WASHINGTON (Reuters) - A U.S. appeals court on Friday upheld the Obama administration’s new search procedures for Guantanamo Bay detainees, rejecting the argument that invasive practices such as frisking of anal and groin areas discouraged consultation with defense lawyers.
In reversing a 2013 federal court ruling, the U.S. Court of Appeals for the District of Columbia Circuit described the new search policy and a restriction on the location of detainees’ meetings with lawyers as “reasonable security precautions.”
“The tenuous evidence of an improper motive to obstruct access to counsel in this case cannot overcome the legitimate, rational connection between the security needs of Guantanamo Bay and thorough searches of detainees,” Judge Thomas Griffith wrote in the opinion, which was unanimous.
David Muraskin, an attorney for three detainees who challenged the legality of the new security policy, said the appeals court had shown “disregard for the rights of Guantanamo detainees.”
The ruling by the three-judge panel came just over a year after a federal district judge found that the security measures, which were introduced last year and in 2012 respectively, would restrict detainees’ access to their lawyers.
The approximately 150 foreign detainees held by the U.S. military at its Guantanamo Bay detention camp in Cuba are searched before being taken from their cells to buildings for meetings or phone calls with their lawyers, and after they return.
A less invasive procedure had been used prior to May 2013 to avoid appearing disrespectful to the cultural or religious sensitivities of the detainees, most of whom were captured in Afghanistan following the Sept. 11, 2001 attacks.
The other policy challenged by the detainees requires that all meetings with lawyers be held at a secure facility.
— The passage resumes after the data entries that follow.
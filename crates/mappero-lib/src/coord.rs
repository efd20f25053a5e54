//! Coordinate value types
//!
//! [`GeoPoint`] is a WGS84 latitude/longitude pair in degrees, [`UnitPoint`] a
//! position in the application's projected unit space. The two are only ever
//! related through a [`Projection`](crate::Projection).

use geo::{Haversine, InterpolatePoint};
use std::fmt;

/// Earth's mean radius in meters, used for great-circle distances
pub const EARTH_RADIUS_M: f64 = 6371000.0;

/// A geographic position in degrees
#[derive(Debug, Clone, Copy, PartialEq, Default)]
#[cfg_attr(feature = "serde", derive(serde::Serialize, serde::Deserialize))]
pub struct GeoPoint {
    pub lat: f64,
    pub lon: f64,
}

impl GeoPoint {
    #[inline]
    pub const fn new(lat: f64, lon: f64) -> Self {
        Self { lat, lon }
    }

    /// Calculate the Haversine distance to another point in meters
    pub fn distance_to(&self, other: &GeoPoint) -> f64 {
        let lat1 = self.lat.to_radians();
        let lat2 = other.lat.to_radians();
        let delta_lat = (other.lat - self.lat).to_radians();
        let delta_lon = (other.lon - self.lon).to_radians();

        let a = (delta_lat / 2.0).sin().powi(2)
            + lat1.cos() * lat2.cos() * (delta_lon / 2.0).sin().powi(2);
        let c = 2.0 * a.sqrt().atan2((1.0 - a).sqrt());

        EARTH_RADIUS_M * c
    }

    /// Point at fraction `t` along the great-circle arc towards `other`;
    /// `t` is clamped to `[0, 1]` and the ends are returned exactly.
    pub fn intermediate(&self, other: &GeoPoint, t: f64) -> GeoPoint {
        let start: geo::Point<f64> = (*self).into();
        let end: geo::Point<f64> = (*other).into();
        Haversine
            .point_at_ratio_between(start, end, t.clamp(0.0, 1.0))
            .into()
    }
}

/// Renders `"lat, lon"` with six decimal digits, the textual form remote
/// routing services accept in place of an address.
impl fmt::Display for GeoPoint {
    fn fmt(&self, f: &mut fmt::Formatter<'_>) -> fmt::Result {
        write!(f, "{:.6}, {:.6}", self.lat, self.lon)
    }
}

impl From<GeoPoint> for geo::Point<f64> {
    fn from(point: GeoPoint) -> Self {
        geo::Point::new(point.lon, point.lat)
    }
}

impl From<geo::Point<f64>> for GeoPoint {
    fn from(point: geo::Point<f64>) -> Self {
        GeoPoint::new(point.y(), point.x())
    }
}

/// A position in projected unit space
#[derive(Debug, Clone, Copy, PartialEq, Default)]
#[cfg_attr(feature = "serde", derive(serde::Serialize, serde::Deserialize))]
pub struct UnitPoint {
    pub x: f64,
    pub y: f64,
}

impl UnitPoint {
    #[inline]
    pub const fn new(x: f64, y: f64) -> Self {
        Self { x, y }
    }
}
To get there, detainees must be moved by van from the camps where they are housed.
Lieutenant Colonel Myles Caggins, the Pentagon’s spokesman for detainee policy, said the ruling on Friday “provides additional flexibility to ensure the security of our troops and the detainees.”
The case is Hatim, et al v. Obama, U.S. Court of Appeals for the District of Columbia Circuit, No. 13-5218.